For the word "items", return each line of the data in which it occurs.

[Start of section]

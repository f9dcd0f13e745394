use dioxus::prelude::*;

use super::{CityView, NodeView, StoryView, SourceView, SchedulePreview};
use super::layout::Layout;
use super::sources::render_sources_tab;
use crate::templates::render_to_html;

fn signal_badge_classes(type_class: &str) -> &'static str {
    match type_class {
        "event" => "inline-block px-2 py-0.5 rounded-full text-xs font-semibold uppercase bg-blue-50 text-blue-800",
        "give" => "inline-block px-2 py-0.5 rounded-full text-xs font-semibold uppercase bg-green-50 text-green-800",
        "ask" => "inline-block px-2 py-0.5 rounded-full text-xs font-semibold uppercase bg-orange-50 text-orange-800",
        "notice" => "inline-block px-2 py-0.5 rounded-full text-xs font-semibold uppercase bg-purple-50 text-purple-800",
        "tension" => "inline-block px-2 py-0.5 rounded-full text-xs font-semibold uppercase bg-red-50 text-red-800",
        _ => "inline-block px-2 py-0.5 rounded-full text-xs font-semibold uppercase bg-gray-100 text-gray-600",
    }
}

fn status_badge_classes(status: &str) -> &'static str {
    match status {
        "confirmed" => "inline-block px-2 py-0.5 rounded-full text-xs font-semibold uppercase bg-green-50 text-green-800",
        "emerging" => "inline-block px-2 py-0.5 rounded-full text-xs font-semibold uppercase bg-blue-50 text-blue-800",
        _ => "inline-block px-2 py-0.5 rounded-full text-xs font-semibold uppercase bg-gray-100 text-gray-600",
    }
}

fn arc_badge_classes(arc: &str) -> &'static str {
    match arc {
        "growing" => "inline-block px-2 py-0.5 rounded-full text-xs font-semibold uppercase bg-emerald-50 text-emerald-800",
        "stable" => "inline-block px-2 py-0.5 rounded-full text-xs font-semibold uppercase bg-gray-100 text-gray-600",
        "fading" => "inline-block px-2 py-0.5 rounded-full text-xs font-semibold uppercase bg-amber-50 text-amber-800",
        "emerging" => "inline-block px-2 py-0.5 rounded-full text-xs font-semibold uppercase bg-blue-50 text-blue-800",
        _ => "inline-block px-2 py-0.5 rounded-full text-xs font-semibold uppercase bg-gray-100 text-gray-600",
    }
}

#[allow(non_snake_case)]
#[component]
fn CityDetail(
    city: CityView,
    tab: String,
    signals: Vec<NodeView>,
    stories: Vec<StoryView>,
    sources: Vec<SourceView>,
    schedule: Option<SchedulePreview>,
) -> Element {
    let signals_active = tab == "signals";
    let stories_active = tab == "stories";
    let sources_active = tab == "sources";

    let tab_active = "px-4 py-2 text-sm font-medium text-blue-600 border-b-2 border-blue-600";
    let tab_inactive = "px-4 py-2 text-sm font-medium text-gray-500 hover:text-gray-700 border-b-2 border-transparent";

    rsx! {
        Layout { title: city.name.clone(), active_page: "cities".to_string(),
            div { class: "max-w-4xl mx-auto p-6",
                a { href: "/admin/cities", class: "text-sm text-blue-600 no-underline",
                    "\u{2190} Back to cities"
                }

                // City header
                div { class: "bg-white border border-gray-200 rounded-lg p-4 mt-3 mb-4",
                    div { class: "flex items-center justify-between",
                        div {
                            div { class: "flex items-center gap-2",
                                h2 { class: "text-xl font-semibold", "{city.name}" }
                                span { class: "text-xs text-gray-400", "({city.slug})" }
                                if city.active {
                                    span { class: "inline-block px-2 py-0.5 rounded-full text-xs font-semibold uppercase bg-green-50 text-green-800",
                                        "active"
                                    }
                                }
                            }
                            div { class: "flex gap-3 text-xs text-gray-400 mt-1",
                                span { "Center: {city.center_lat:.4}, {city.center_lng:.4}" }
                                span { "Radius: {city.radius_km:.0} km" }
                                if !city.geo_terms.is_empty() {
                                    span { "Terms: {city.geo_terms}" }
                                }
                            }
                            div { class: "flex gap-3 text-xs text-gray-400 mt-1",
                                if let Some(last) = &city.last_scout_completed {
                                    span { class: "inline-flex items-center gap-1 px-2 py-0.5 rounded bg-gray-100 text-gray-600 font-semibold",
                                        "Last scout: {last}"
                                    }
                                } else {
                                    span { class: "inline-flex items-center gap-1 px-2 py-0.5 rounded bg-gray-100 text-gray-400 font-semibold",
                                        "Never scouted"
                                    }
                                }
                                if city.sources_due > 0 {
                                    {
                                        let due = city.sources_due;
                                        let s = if due != 1 { "s" } else { "" };
                                        rsx! {
                                            span { class: "inline-flex items-center gap-1 px-2 py-0.5 rounded bg-amber-50 text-amber-700 font-semibold",
                                                "{due} source{s} due"
                                            }
                                        }
                                    }
                                }
                            }
                        }
                        div { class: "flex gap-2 items-center",
                            if city.scout_running {
                                span { class: "inline-flex items-center gap-1 text-xs text-amber-700 bg-amber-50 px-3 py-1.5 rounded",
                                    "Scout running\u{2026}"
                                }
                                form { method: "POST", action: "/admin/cities/{city.slug}/scout/stop", class: "inline",
                                    button {
                                        r#type: "submit",
                                        class: "px-3 py-1.5 bg-red-600 text-white rounded text-sm cursor-pointer hover:bg-red-800",
                                        "Stop"
                                    }
                                }
                                form { method: "POST", action: "/admin/cities/{city.slug}/scout/reset", class: "inline",
                                    button {
                                        r#type: "submit",
                                        class: "px-3 py-1.5 border border-gray-300 text-gray-600 rounded text-sm cursor-pointer hover:bg-gray-100",
                                        "Reset Lock"
                                    }
                                }
                            } else {
                                form { method: "POST", action: "/admin/cities/{city.slug}/scout", class: "inline",
                                    button {
                                        r#type: "submit",
                                        class: "px-4 py-1.5 bg-indigo-600 text-white rounded text-sm cursor-pointer hover:bg-indigo-800",
                                        "Run Scout"
                                    }
                                }
                            }
                        }
                    }
                }

                // Tabs
                div { class: "flex gap-0 border-b border-gray-200 mb-4",
                    a {
                        href: "/admin/cities/{city.slug}?tab=signals",
                        class: if signals_active { tab_active } else { tab_inactive },
                        "Signals"
                    }
                    a {
                        href: "/admin/cities/{city.slug}?tab=stories",
                        class: if stories_active { tab_active } else { tab_inactive },
                        "Stories"
                    }
                    a {
                        href: "/admin/cities/{city.slug}?tab=sources",
                        class: if sources_active { tab_active } else { tab_inactive },
                        "Sources"
                    }
                }

                // Tab content
                if signals_active {
                    if signals.is_empty() {
                        p { class: "text-gray-400 text-center py-10",
                            "No signals found yet. Run the scout to populate the graph."
                        }
                    }
                    for node in signals.iter() {
                        div { class: "bg-white border border-gray-200 rounded-lg p-4 mb-3 hover:border-gray-400",
                            div {
                                span { class: signal_badge_classes(&node.type_class), "{node.type_label}" }
                                if node.confidence < 0.6 {
                                    span { class: "text-xs text-amber-700 ml-2", "Limited verification" }
                                }
                            }
                            h3 { class: "text-base mt-1",
                                a { href: "/admin/nodes/{node.id}", class: "text-gray-900 hover:text-blue-600 no-underline",
                                    "{node.title}"
                                }
                            }
                            p { class: "text-sm text-gray-500 mt-1", "{node.summary}" }
                            div { class: "flex gap-3 items-center text-xs text-gray-400 mt-2",
                                span { "Verified {node.last_confirmed}" }
                                if node.source_diversity > 1 {
                                    {
                                        let s = if node.source_diversity != 2 { "s" } else { "" };
                                        let div = node.source_diversity;
                                        rsx! { span { "{div} independent source{s}" } }
                                    }
                                } else if node.corroboration_count > 0 {
                                    span { "1 source" }
                                }
                                if node.cause_heat > 0.1 {
                                    {
                                        let pct = (node.cause_heat * 100.0).round() as u32;
                                        rsx! {
                                            span { class: "text-orange-600 font-semibold",
                                                title: "Cause heat: community attention in this signal's neighborhood",
                                                "cause heat {pct}%"
                                            }
                                        }
                                    }
                                }
                                if !node.action_url.is_empty() {
                                    a {
                                        href: "{node.action_url}",
                                        class: "inline-block px-4 py-1.5 bg-blue-600 text-white rounded text-sm font-medium hover:bg-blue-800 no-underline",
                                        target: "_blank",
                                        rel: "noopener",
                                        "Take Action"
                                    }
                                }
                            }
                        }
                    }
                }

                if stories_active {
                    if stories.is_empty() {
                        p { class: "text-gray-400 text-center py-10",
                            "No stories yet. Stories emerge when scout clusters related signals."
                        }
                    }
                    for story in stories.iter() {
                        div { class: "bg-white border border-gray-200 rounded-lg p-4 mb-3 hover:border-gray-400",
                            div { class: "flex gap-2 items-center",
                                span { class: status_badge_classes(&story.status), "{story.status}" }
                                if let Some(arc) = &story.arc {
                                    span { class: arc_badge_classes(arc), "{arc}" }
                                }
                                if let Some(cat) = &story.category {
                                    span { class: "text-xs text-gray-400", "{cat}" }
                                }
                            }
                            h3 { class: "text-base mt-1",
                                a { href: "/admin/stories/{story.id}", class: "text-gray-900 hover:text-blue-600 no-underline",
                                    "{story.headline}"
                                }
                            }
                            p { class: "text-sm text-gray-500 mt-1", "{story.summary}" }
                            div { class: "flex gap-3 items-center text-xs text-gray-400 mt-2",
                                {
                                    let sig = story.signal_count;
                                    let s = if sig != 1 { "s" } else { "" };
                                    rsx! { span { "{sig} signal{s}" } }
                                }
                                {
                                    let src = story.source_count;
                                    let s = if src != 1 { "s" } else { "" };
                                    rsx! { span { "{src} source{s}" } }
                                }
                                {
                                    let e = (story.energy * 100.0).round() as u32;
                                    rsx! { span { "energy {e}%" } }
                                }
                                span { "Updated {story.last_updated}" }
                            }
                        }
                    }
                }

                if sources_active {
                    if let Some(sched) = schedule {
                        { render_sources_tab(city.slug.clone(), sources, sched) }
                    }
                }
            }
        }
    }
}

pub fn render_city_detail(
    city: CityView,
    tab: String,
    signals: Vec<NodeView>,
    stories: Vec<StoryView>,
    sources: Vec<SourceView>,
    schedule: Option<SchedulePreview>,
) -> String {
    let mut dom = VirtualDom::new_with_props(
        CityDetail,
        CityDetailProps { city, tab, signals, stories, sources, schedule },
    );
    dom.rebuild_in_place();
    render_to_html(&dom)
}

[End of section]

Solution for this problem =
                    div { class: "flex items-center justify-between",
                            div { class: "flex items-center gap-2",
                                    span { class: "inline-flex items-center gap-1 px-2 py-0.5 rounded bg-gray-100 text-gray-600 font-semibold",
                                    span { class: "inline-flex items-center gap-1 px-2 py-0.5 rounded bg-gray-100 text-gray-400 font-semibold",
                                            span { class: "inline-flex items-center gap-1 px-2 py-0.5 rounded bg-amber-50 text-amber-700 font-semibold",
                        div { class: "flex gap-2 items-center",
                                span { class: "inline-flex items-center gap-1 text-xs text-amber-700 bg-amber-50 px-3 py-1.5 rounded",
                            div { class: "flex gap-3 items-center text-xs text-gray-400 mt-2",
                            div { class: "flex gap-2 items-center",
                            div { class: "flex gap-3 items-center text-xs text-gray-400 mt-2",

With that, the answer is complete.